Dr. Cuzick summarized research since adjuvant tamoxifen was shown to reduce the incidence of contralateral BC, which led to subsequent prevention trials with tamoxifen and other selective estrogen receptor modifiers (SERMs). Although the International Breast Cancer Intervention Study (IBIS)-I of tamoxifen versus placebo was stopped after four years, outcomes such as cumulative incidence for BC and number needed to treat continued to improve after 10 or more years of follow-up. Aromatase inhibitors, e.g., anastrozole, have been shown to be more effective than SERMs.
More recent research focuses on measuring serum estradiol and testosterone, both of which, particularly estradiol, are well-established risk factors although rarely measured, despite the low cost of assays.
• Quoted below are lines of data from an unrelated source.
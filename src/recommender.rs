//! Serving wrapper around the active model.
//!
//! A [`Recommender`] owns one active slot: the name of the selected model and
//! its loaded instance. Requests read the slot under a shared lock; switching
//! models builds and restores the new instance without holding the lock and
//! then swaps it in under the exclusive lock, so readers always see either
//! the old pair or the new pair.
use parking_lot::RwLock;
use tracing::{debug, info};

use crate::models::{ModelKind, ScoringModel};
use crate::registry::{ModelFactory, Registry};
use crate::{ItemId, RecommendError, Result};

#[derive(Debug, Default)]
struct ActiveSlot {
    name: Option<ModelKind>,
    model: Option<Box<dyn ScoringModel>>,
}

/// Owns the active model and serves recommendations from it.
#[derive(Debug)]
pub struct Recommender<F = Registry> {
    factory: F,
    slot: RwLock<ActiveSlot>,
}

impl<F: ModelFactory> Recommender<F> {
    /// A recommender with no active model.
    pub fn new(factory: F) -> Self {
        Recommender {
            factory,
            slot: RwLock::new(ActiveSlot::default()),
        }
    }

    /// The factory models are resolved through.
    pub fn factory(&self) -> &F {
        &self.factory
    }

    /// The currently selected model, if any.
    pub fn active_model(&self) -> Option<ModelKind> {
        self.slot.read().name
    }

    /// Make `name` the active model, restoring it from its checkpoint.
    ///
    /// Selecting the model that is already active does nothing. On failure
    /// the previously active model keeps serving.
    pub fn set_model(&self, name: &str) -> Result<()> {
        if self.active_model().map(ModelKind::name) == Some(name) {
            debug!(model = name, "Model already loaded, skipping reload");
            return Ok(());
        }

        let kind = self.factory.resolve(name)?;
        let path = self.factory.checkpoint_path(kind);

        if !path.exists() {
            return Err(RecommendError::CheckpointMissing {
                model: kind.name().to_owned(),
                path: path.display().to_string(),
            });
        }

        info!(model = %kind, path = %path.display(), "Switching model");

        let mut model = self.factory.instantiate(kind);
        model.restore(&path)?;

        let mut slot = self.slot.write();
        if slot.name == Some(kind) {
            // A concurrent switch installed the same model first.
            return Ok(());
        }

        drop(slot.model.take());
        slot.name = Some(kind);
        slot.model = Some(model);

        info!(model = %kind, "Model loaded");

        Ok(())
    }

    /// The `top_k` best items for a session context, from the active model.
    pub fn recommend(&self, context: &[ItemId], top_k: usize) -> Result<Vec<ItemId>> {
        let slot = self.slot.read();

        let name = slot.name.ok_or(RecommendError::NotLoaded)?;
        let model = slot
            .model
            .as_ref()
            .ok_or_else(|| RecommendError::ModelNotInstantiated(name.name().to_owned()))?;

        debug!(model = %name, context_len = context.len(), top_k, "Recommending");

        model.recommend(context, top_k)
    }
}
The IBIS-II prevention trial showed patients with higher estradiol levels who received placebo had increased risk for BC, whereas individuals with higher estradiol levels who received anastrozole had a lower risk for BC. Those in the lowest quartile of estradiol levels benefited little from anastrozole but risked side effects.
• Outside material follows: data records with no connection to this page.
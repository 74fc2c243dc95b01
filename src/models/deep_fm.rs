//! DeepFM: a factorisation machine alongside an MLP tower.
//!
//! With `u` and `v` the user and item embeddings, the factorisation machine
//! term is
//! ```text
//! fm = Σu + Σv + ½ Σ((u + v)² − u² − v²)
//! ```
//! i.e. first-order sums plus the pairwise interaction `Σ uₖvₖ`. The deep
//! part runs `[u, v]` through a tower of linear, batch norm, ReLU and
//! dropout layers. The output layer maps `[fm, tower]` to one logit.
use candle_core::{Module, Tensor};
use candle_nn::{linear, Embedding, Linear, VarBuilder};

use super::neural::{
    embedding, Architecture, EmbeddingModel, Hyperparameters, PointwiseNetwork, Tower,
};
use super::ModelKind;

/// The DeepFM model.
pub type DeepFm = EmbeddingModel<DeepFmArchitecture>;

/// Builds [`DeepFmNetwork`]s.
#[derive(Debug)]
pub struct DeepFmArchitecture;

impl Architecture for DeepFmArchitecture {
    type Network = DeepFmNetwork;

    const KIND: ModelKind = ModelKind::DeepFm;

    fn build(
        num_users: usize,
        num_items: usize,
        hyper: &Hyperparameters,
        vb: VarBuilder,
    ) -> candle_core::Result<DeepFmNetwork> {
        let embedding_dim = hyper.embedding_dim();
        let fm_vb = vb.pp("fm");
        let user_embedding = embedding(num_users, embedding_dim, fm_vb.pp("user_embedding"))?;
        let item_embedding = embedding(num_items, embedding_dim, fm_vb.pp("item_embedding"))?;
        let deep = Tower::new(
            2 * embedding_dim,
            hyper.hidden_dims(),
            hyper.dropout(),
            true,
            vb.pp("deep"),
        )?;
        let output = linear(1 + deep.output_dim(), 1, vb.pp("output"))?;

        Ok(DeepFmNetwork {
            user_embedding,
            item_embedding,
            deep,
            output,
        })
    }
}

/// Shared embeddings, deep tower and output layer.
#[derive(Clone, Debug)]
pub struct DeepFmNetwork {
    user_embedding: Embedding,
    item_embedding: Embedding,
    deep: Tower,
    output: Linear,
}

/// One FM value per row, as a `(batch, 1)` column.
fn fm_term(user_vectors: &Tensor, item_vectors: &Tensor) -> candle_core::Result<Tensor> {
    let first_order = (user_vectors.sum_keepdim(1)? + item_vectors.sum_keepdim(1)?)?;
    let sum_square = (user_vectors + item_vectors)?.sqr()?.sum_keepdim(1)?;
    let square_sum = (user_vectors.sqr()? + item_vectors.sqr()?)?.sum_keepdim(1)?;

    first_order + ((sum_square - square_sum)? * 0.5)?
}

impl PointwiseNetwork for DeepFmNetwork {
    fn forward_t(
        &self,
        users: &Tensor,
        items: &Tensor,
        train: bool,
    ) -> candle_core::Result<Tensor> {
        let user_vectors = self.user_embedding.forward(users)?;
        let item_vectors = self.item_embedding.forward(items)?;

        let fm = fm_term(&user_vectors, &item_vectors)?;
        let deep = self
            .deep
            .forward_t(&Tensor::cat(&[&user_vectors, &item_vectors], 1)?, train)?;

        self.output
            .forward(&Tensor::cat(&[&fm, &deep], 1)?)?
            .squeeze(1)
    }
}

#[cfg(test)]
mod tests {
    use candle_core::{DType, Device};
    use candle_nn::VarMap;

    use super::super::neural::HyperparametersBuilder;
    use super::*;
    use crate::data::InteractionMatrix;
    use crate::models::ScoringModel;

    fn hyper(hidden_dims: Vec<usize>) -> Hyperparameters {
        HyperparametersBuilder::default()
            .embedding_dim(3)
            .hidden_dims(hidden_dims)
            .dropout(0.0)
            .minibatch_size(8)
            .num_epochs(5)
            .learning_rate(0.01)
            .build()
            .unwrap()
    }

    #[test]
    fn fm_term_is_sums_plus_dot_product() {
        let user_vectors = Tensor::new(&[[1f32, 2.0], [0.5, -1.0]], &Device::Cpu).unwrap();
        let item_vectors = Tensor::new(&[[3f32, -1.0], [2.0, 2.0]], &Device::Cpu).unwrap();

        let fm = fm_term(&user_vectors, &item_vectors).unwrap();
        assert_eq!(fm.dims(), &[2, 1]);

        // 3 + 2 + (3 - 2) and -0.5 + 4 + (1 - 2)
        let fm = fm.flatten_all().unwrap().to_vec1::<f32>().unwrap();
        assert!((fm[0] - 6.0).abs() < 1e-6);
        assert!((fm[1] - 2.5).abs() < 1e-6);
    }

    #[test]
    fn output_layer_sees_fm_and_tower() {
        let varmap = VarMap::new();
        let vb = VarBuilder::from_varmap(&varmap, DType::F32, &Device::Cpu);
        DeepFmArchitecture::build(2, 3, &hyper(vec![5, 4]), vb).unwrap();

        let data = varmap.data().lock().unwrap();
        assert_eq!(data["fm.user_embedding.weight"].dims(), &[2, 3]);
        assert_eq!(data["fm.item_embedding.weight"].dims(), &[3, 3]);
        assert_eq!(data["deep.0.weight"].dims(), &[5, 6]);
        assert_eq!(data["deep.1.batch_norm.running_var"].dims(), &[4]);
        assert_eq!(data["output.weight"].dims(), &[1, 5]);
    }

    #[test]
    fn batch_statistics_are_learned_and_restored() {
        let dir = tempfile::tempdir().unwrap();
        let train = InteractionMatrix::from_pairs(
            4,
            6,
            &[(0, 0), (0, 1), (1, 2), (1, 3), (2, 4), (3, 5), (3, 0)],
        )
        .unwrap();
        let mut model = DeepFm::new(hyper(vec![5, 4]));
        let path = model.fit(&train, dir.path()).unwrap();

        let fitted = model.state_dict().unwrap();
        let running_mean = fitted
            .iter()
            .find(|tensor| tensor.name == "deep.0.batch_norm.running_mean")
            .unwrap();
        assert!(running_mean.values.iter().any(|&value| value != 0.0));

        let mut restored = DeepFm::default();
        restored.restore(&path).unwrap();

        assert_eq!(restored.hyperparameters(), model.hyperparameters());
        assert_eq!(restored.state_dict().unwrap(), fitted);
        assert_eq!(
            restored.score_matrix(&train).unwrap(),
            model.score_matrix(&train).unwrap()
        );
    }

    #[test]
    fn evaluation_ignores_the_batch() {
        let varmap = VarMap::new();
        let vb = VarBuilder::from_varmap(&varmap, DType::F32, &Device::Cpu);
        let network = DeepFmArchitecture::build(3, 4, &hyper(vec![6]), vb).unwrap();

        let users = Tensor::new(&[0u32, 1, 2, 2], &Device::Cpu).unwrap();
        let items = Tensor::new(&[3u32, 0, 1, 2], &Device::Cpu).unwrap();
        let batched = network
            .forward_t(&users, &items, false)
            .unwrap()
            .to_vec1::<f32>()
            .unwrap();

        // In evaluation mode a pair scores the same alone or in a batch.
        let alone = network
            .forward_t(
                &users.narrow(0, 1, 1).unwrap(),
                &items.narrow(0, 1, 1).unwrap(),
                false,
            )
            .unwrap()
            .to_vec1::<f32>()
            .unwrap();
        assert!((alone[0] - batched[1]).abs() < 1e-5);
    }
}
Therefore, measuring estradiol could identify those with higher levels who would benefit the most from aromatase inhibitor preventative therapy. Dr. Cuzick suggested that using the minimal dose needed to lower estradiol to a fixed level may improve the risk-benefit ratio. “We need to change treatment to use aromatase inhibitors in women who will benefit from them,” he said. Results of this analysis were published simultaneously with the presentation in Lancet Oncology.
Although women at increased risk for BC can benefit from taking tamoxifen, uptake of this preventative therapy has been low. A poster in the spotlight section on prevention reported the results of a Mayo Clinic study looking at patient understanding of BC risk and the role and uptake of preventative therapy with a “baby” tamoxifen dose of 5 mg/day rather than the standard 20 mg/day. Women with DCIS, high risk intraepithelial lesions (IEL), BC Risk Assessment Tool (BCRAT) 5-year risk >3%, or IBIS 10-year risk >8% were considered for prevention medication. Adherence and tolerability of baby tamoxifen were assessed at baseline and one year.
Most participants (37 of 41) had good or complete understanding of BC risk; 74% (n=23) chose to take baby tamoxifen. Those who initiated baby tamoxifen were more likely to have DCIS or high risk IEL (P<.001) and were more likely to continue medication at one year versus those who qualified based on BCRAT/IBIS score (P=.05). The 78% (n=18) still taking baby tamoxifen at one year had significantly higher estimated baseline BC risk than those who discontinued (IBIS 10-yesr risk 12.7% vs 7.6%; P=.027). Discontinuation was attributed to side effects, including hot flashes, night sweats, and fatigue.
Dr. Lederman has no conflicts of interest to report.